PLAYING matches with no fans in attendance is going to be a new experience for Super League players and Warrington Wolves’ Ben Currie is eager that the team compensate for their loss.

The first taste of this new environment for The Wire will come on Saturday, August 8, when they return from more than four months of a coronavirus-enforced suspension to play Super League Round 8 against Hull Kingston Rovers at Headingley Stadium.

“We just don’t know what’s going to happen,” said the 26-year-old England back rower.

“In the past we’ve done a lot of training games with different teams, such as Widnes Vikings and Leigh Centurions.

“We’ve done 13 v 13 training and I guess it’s going to be quite similar to that because with no atmosphere you’re going to be able to hear the calls from the other team, hear your own calls, hear the contact, every little bit of it.

“So it’s definitely going to be different. With no fans, you’ve got to look at creating your own energy and your own buzz about the place because you have no fans to do it for you.”

Since returning to training last week the focus has been on preparing the players’ bodies for the vigours of battle again.

But next week will bring about a focus on the first match.

Hull KR, coached by ex-Wolves boss Tony Smith, should have been playing Toronto Wolfpack this weekend but due to the Canadian side’s withdrawal from the rest of the 2020 season it means their meeting with The Wire will also be their first outing since March too.

“They won’t have been able to blow the cobwebs away against Toronto,” said Currie.

“But after the lockdown we’ve all had, you just don’t know what to expect with regards to who’s fit and what team they will put out.

“It will be difficult to review Hull KR but obviously we know how Tony Smith likes his teams to play.

“Hopefully we can turn up, not start off slowly, and be ok.”

Losing Toronto Wolfpack has been a blow to the competition, and the results of their matches in the opening rounds have been expunged from the record - which has led to Warrington dropping two places down the league table to sixth.

“It’s a shame to lose them. The majority of our boys have not been over there. I would have loved to have played them away and have the experience. Hopefully we can do it next year,” said Currie, an everpresent for Wolves at the start of the year.

“Some of our boys are friendly with people that play for Toronto. There’s quite a few ex-players from here. Fingers crossed they’re still getting their payments and they can still survive. It’s a shame they can’t finish the year off.

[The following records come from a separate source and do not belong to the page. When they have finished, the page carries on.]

// Shared parsing helpers for source-specific normalizers
pub mod base;

// Individual normalizer implementations
pub mod guy_hoquet;
pub mod laforet;
pub mod orpi;

// Re-export the main components
pub use base::NormalizerUtils;
pub use guy_hoquet::GuyHoquetNormalizer;
pub use laforet::LaforetNormalizer;
pub use orpi::OrpiNormalizer;
/// Source name constants to ensure consistency across the codebase
pub const GUY_HOQUET_SOURCE: &str = "guy_hoquet";
pub const LAFORET_SOURCE: &str = "laforet";
pub const ORPI_SOURCE: &str = "orpi";

/// Get all supported source names, in merge order
pub fn get_supported_sources() -> Vec<&'static str> {
    vec![GUY_HOQUET_SOURCE, LAFORET_SOURCE, ORPI_SOURCE]
}

/// Country suffix appended to every geocoding query
pub const COUNTRY: &str = "France";

/// Prefix shared by every capital-city `city` value ("PARIS", "PARIS 08", ...)
pub const CAPITAL_CITY: &str = "PARIS";

/// Department names used in geocoding queries. The capital maps to an empty
/// string: the city name alone already pins it down.
pub const DEPARTMENT_NAMES: &[(u32, &str)] = &[
    (75, ""),
    (77, "SEINE-ET-MARNE"),
    (78, "YVELINES"),
    (91, "ESSONNE"),
    (92, "HAUTS-DE-SEINE"),
    (93, "SEINE-SAINT-DENIS"),
    (94, "VAL-DE-MARNE"),
    (95, "VAL D'OISE"),
];

/// Resolve the spelled-out department name for a department code.
///
/// Five-digit capital codes (`75008`) resolve through their first two digits.
/// Unknown codes render as the code itself.
pub fn department_name(dept: u32) -> String {
    let coarse = if dept >= 10_000 { dept / 1000 } else { dept };
    DEPARTMENT_NAMES
        .iter()
        .find(|(code, _)| *code == coarse)
        .map(|(_, name)| name.to_string())
        .unwrap_or_else(|| dept.to_string())
}

/// Laforêt files some capital arrondissements under a neighbouring department.
pub const LAFORET_DEPT_CORRECTIONS: &[(u32, u32)] = &[(94013, 75013), (92016, 75016)];

/// Guy Hoquet lists a single town whose postal string carries no name.
pub const EMPTY_CITY_DEFAULT: &str = "ORSAY";

/// Guy Hoquet department excluded from the target region.
pub const GUY_HOQUET_EXCLUDED_DEPT: u32 = 29;

/// Orpi price literal for listings that are already rented
pub const ALREADY_RENTED: &str = "Loué";

/// Laforêt `furnitures` value of furnished listings
pub const LAFORET_FURNISHED_FLAG: &str = "is_furnished";

/// Station names dropped from the metro list: too common in plain prose.
pub const STATION_BLOCKLIST: &[&str] = &["COMMERCE"];

pub const DEFAULT_STATIONS_URL: &str =
    "https://fr.wikipedia.org/wiki/Liste_des_stations_du_m%C3%A9tro_de_Paris";

pub const DEFAULT_GEOCODER_URL: &str = "https://api-adresse.data.gouv.fr/search/";

pub const DEFAULT_USER_AGENT: &str = "rental_cleaner/0.1 (listing geocoding batch)";

/// Default bounding box of the target region
pub const DEFAULT_MIN_LAT: f64 = 48.0;
pub const DEFAULT_MAX_LAT: f64 = 49.3;
pub const DEFAULT_MAX_LON: f64 = 3.8;
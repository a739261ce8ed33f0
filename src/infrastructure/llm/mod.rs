mod openai;

pub use openai::OpenAiLlm;
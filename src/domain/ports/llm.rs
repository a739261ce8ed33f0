use crate::domain::errors::DomainError;
use async_trait::async_trait;

#[async_trait]
pub trait LlmService: Send + Sync {
    async fn complete(&self, prompt: &str) -> Result<String, DomainError>;
    async fn complete_with_system(&self, system: &str, prompt: &str)
        -> Result<String, DomainError>;
    fn model(&self) -> &str;
}
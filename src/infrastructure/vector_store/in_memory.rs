use async_trait::async_trait;
use std::sync::RwLock;
use uuid::Uuid;

use crate::domain::{ports::VectorStore, DocumentChunk, DomainError, Embedding, SearchResult};

/// Brute-force cosine search over chunks held in process memory.
pub struct InMemoryVectorStore {
    chunks: RwLock<Vec<(DocumentChunk, Embedding)>>,
}

impl InMemoryVectorStore {
    pub fn new() -> Self {
        Self {
            chunks: RwLock::new(Vec::new()),
        }
    }

    fn write(
        &self,
    ) -> Result<std::sync::RwLockWriteGuard<'_, Vec<(DocumentChunk, Embedding)>>, DomainError> {
        self.chunks
            .write()
            .map_err(|e| DomainError::internal(e.to_string()))
    }

    fn read(
        &self,
    ) -> Result<std::sync::RwLockReadGuard<'_, Vec<(DocumentChunk, Embedding)>>, DomainError> {
        self.chunks
            .read()
            .map_err(|e| DomainError::internal(e.to_string()))
    }
}

impl Default for InMemoryVectorStore {
    fn default() -> Self {
        Self::new()
    }
}

#[async_trait]
impl VectorStore for InMemoryVectorStore {
    async fn upsert(
        &self,
        chunk: &DocumentChunk,
        embedding: &Embedding,
    ) -> Result<(), DomainError> {
        let mut store = self.write()?;
        store.retain(|(c, _)| c.id != chunk.id);
        store.push((chunk.clone(), embedding.clone()));
        Ok(())
    }

    async fn upsert_batch(
        &self,
        items: &[(DocumentChunk, Embedding)],
    ) -> Result<(), DomainError> {
        let mut store = self.write()?;
        store.retain(|(c, _)| !items.iter().any(|(new, _)| new.id == c.id));
        store.extend(items.iter().cloned());
        Ok(())
    }

    async fn search(
        &self,
        query: &Embedding,
        top_k: usize,
    ) -> Result<Vec<SearchResult>, DomainError> {
        let store = self.read()?;

        let mut results: Vec<SearchResult> = store
            .iter()
            .map(|(chunk, embedding)| SearchResult {
                chunk: chunk.clone(),
                score: query.cosine_similarity(embedding),
            })
            .collect();

        results.sort_by(|a, b| b.score.total_cmp(&a.score));
        results.truncate(top_k);

        Ok(results)
    }

    async fn delete_by_document(&self, document_id: Uuid) -> Result<(), DomainError> {
        self.write()?
            .retain(|(chunk, _)| chunk.document_id != document_id);
        Ok(())
    }

    async fn clear(&self) -> Result<(), DomainError> {
        self.write()?.clear();
        Ok(())
    }

    async fn count(&self) -> Result<usize, DomainError> {
        Ok(self.read()?.len())
    }
}

#[cfg(test)]
mod tests {
    use super::*;

    #[tokio::test]
    async fn test_upsert_and_search() {
        let store = InMemoryVectorStore::new();
        let doc_id = Uuid::new_v4();

        let near = DocumentChunk::new(doc_id, "near", 0);
        let far = DocumentChunk::new(doc_id, "far", 1);
        store
            .upsert_batch(&[
                (far, Embedding::new(vec![0.0, 1.0, 0.0])),
                (near, Embedding::new(vec![1.0, 0.1, 0.0])),
            ])
            .await
            .unwrap();

        let query = Embedding::new(vec![1.0, 0.0, 0.0]);
        let results = store.search(&query, 1).await.unwrap();

        assert_eq!(results.len(), 1);
        assert_eq!(results[0].chunk.content, "near");
        assert!(results[0].score > 0.9);
    }

    #[tokio::test]
    async fn test_upsert_replaces_same_chunk() {
        let store = InMemoryVectorStore::new();
        let chunk = DocumentChunk::new(Uuid::new_v4(), "v1", 0);

        store
            .upsert(&chunk, &Embedding::new(vec![1.0, 0.0]))
            .await
            .unwrap();
        store
            .upsert(&chunk, &Embedding::new(vec![0.0, 1.0]))
            .await
            .unwrap();

        assert_eq!(store.count().await.unwrap(), 1);
    }

    #[tokio::test]
    async fn test_delete_by_document_and_clear() {
        let store = InMemoryVectorStore::new();
        let doc_a = Uuid::new_v4();
        let doc_b = Uuid::new_v4();
        let embedding = Embedding::new(vec![1.0, 0.0, 0.0]);

        store
            .upsert(&DocumentChunk::new(doc_a, "a", 0), &embedding)
            .await
            .unwrap();
        store
            .upsert(&DocumentChunk::new(doc_b, "b", 0), &embedding)
            .await
            .unwrap();

        store.delete_by_document(doc_a).await.unwrap();
        let results = store.search(&embedding, 10).await.unwrap();
        assert_eq!(results.len(), 1);
        assert_eq!(results[0].chunk.document_id, doc_b);

        store.clear().await.unwrap();
        assert_eq!(store.count().await.unwrap(), 0);
    }
}
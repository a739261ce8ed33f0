use deadpool_redis::{redis::AsyncCommands, Config, Pool, Runtime};
use uuid::Uuid;

use crate::infrastructure::{keys, queues, AskJob, JobKind, JobResult, ProcessDocumentsJob};

pub type RedisPool = Pool;

#[derive(Debug, thiserror::Error)]
pub enum QueueError {
    #[error("Redis pool error: {0}")]
    Pool(String),
    #[error("Redis error: {0}")]
    Redis(String),
    #[error("Serialization error: {0}")]
    Serialization(#[from] serde_json::Error),
}

pub type Result<T> = std::result::Result<T, QueueError>;

pub fn create_pool(redis_url: &str) -> Result<RedisPool> {
    let cfg = Config::from_url(redis_url);
    cfg.create_pool(Some(Runtime::Tokio1))
        .map_err(|e| QueueError::Pool(e.to_string()))
}

#[derive(Clone)]
pub struct JobProducer {
    pool: RedisPool,
    result_ttl_seconds: u64,
}

impl JobProducer {
    pub fn new(pool: RedisPool, result_ttl_seconds: u64) -> Self {
        Self {
            pool,
            result_ttl_seconds,
        }
    }

    async fn conn(&self) -> Result<deadpool_redis::Connection> {
        self.pool
            .get()
            .await
            .map_err(|e| QueueError::Pool(e.to_string()))
    }

    /// Records the pending status before pushing so a fast worker never
    /// overwrites a later status with `pending`.
    async fn push_job(&self, queue: &str, job_id: Uuid, kind: JobKind, payload: &str) -> Result<Uuid> {
        let mut conn = self.conn().await?;

        let status = serde_json::to_string(&JobResult::pending(job_id, kind))?;
        conn.set_ex::<_, _, ()>(keys::job_status(&job_id), &status, self.result_ttl_seconds)
            .await
            .map_err(|e| QueueError::Redis(e.to_string()))?;

        conn.lpush::<_, _, ()>(queue, payload)
            .await
            .map_err(|e| QueueError::Redis(e.to_string()))?;

        tracing::info!(job_id = %job_id, queue, "job queued");
        Ok(job_id)
    }

    pub async fn push_documents_job(&self, job: &ProcessDocumentsJob) -> Result<Uuid> {
        self.push_job(
            queues::DOCUMENTS_QUEUE,
            job.job_id,
            JobKind::ProcessDocuments,
            &serde_json::to_string(job)?,
        )
        .await
    }

    pub async fn push_ask_job(&self, job: &AskJob) -> Result<Uuid> {
        self.push_job(
            queues::ASK_QUEUE,
            job.job_id,
            JobKind::Ask,
            &serde_json::to_string(job)?,
        )
        .await
    }

    pub async fn get_job_status(&self, job_id: &Uuid) -> Result<Option<JobResult>> {
        let mut conn = self.conn().await?;
        let result: Option<String> = conn
            .get(keys::job_status(job_id))
            .await
            .map_err(|e| QueueError::Redis(e.to_string()))?;

        result
            .map(|json| serde_json::from_str(&json).map_err(Into::into))
            .transpose()
    }

    pub async fn queue_depth(&self, queue: &str) -> Result<usize> {
        let mut conn = self.conn().await?;
        conn.llen(queue)
            .await
            .map_err(|e| QueueError::Redis(e.to_string()))
    }
}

“The blank weekend that we now have will be good for our players, from that point of view, due to the amount of games we’ve got coming. It’ll be good to get a break but it’s a shame it’s come down to losing a team to get that.”

Currie said the work in training has been tough but enjoyable.

“We’ve only had two weeks of pre-season before the week leading into the first game, so we don’t have as long as we usually would with a ‘pre-season’ so we’ve probably tried to cram quite a bit into the time,” he explained.

“We do a lot of skill games which are conditioning as well. So, we might have 11 attackers against six defenders, so the six defenders are constantly moving and that’s more game-related fitness.

“That’s probably the better conditioning for us and a lot of teams will be doing that.

“There’s not going to be many easy days to come, but they’re good days.”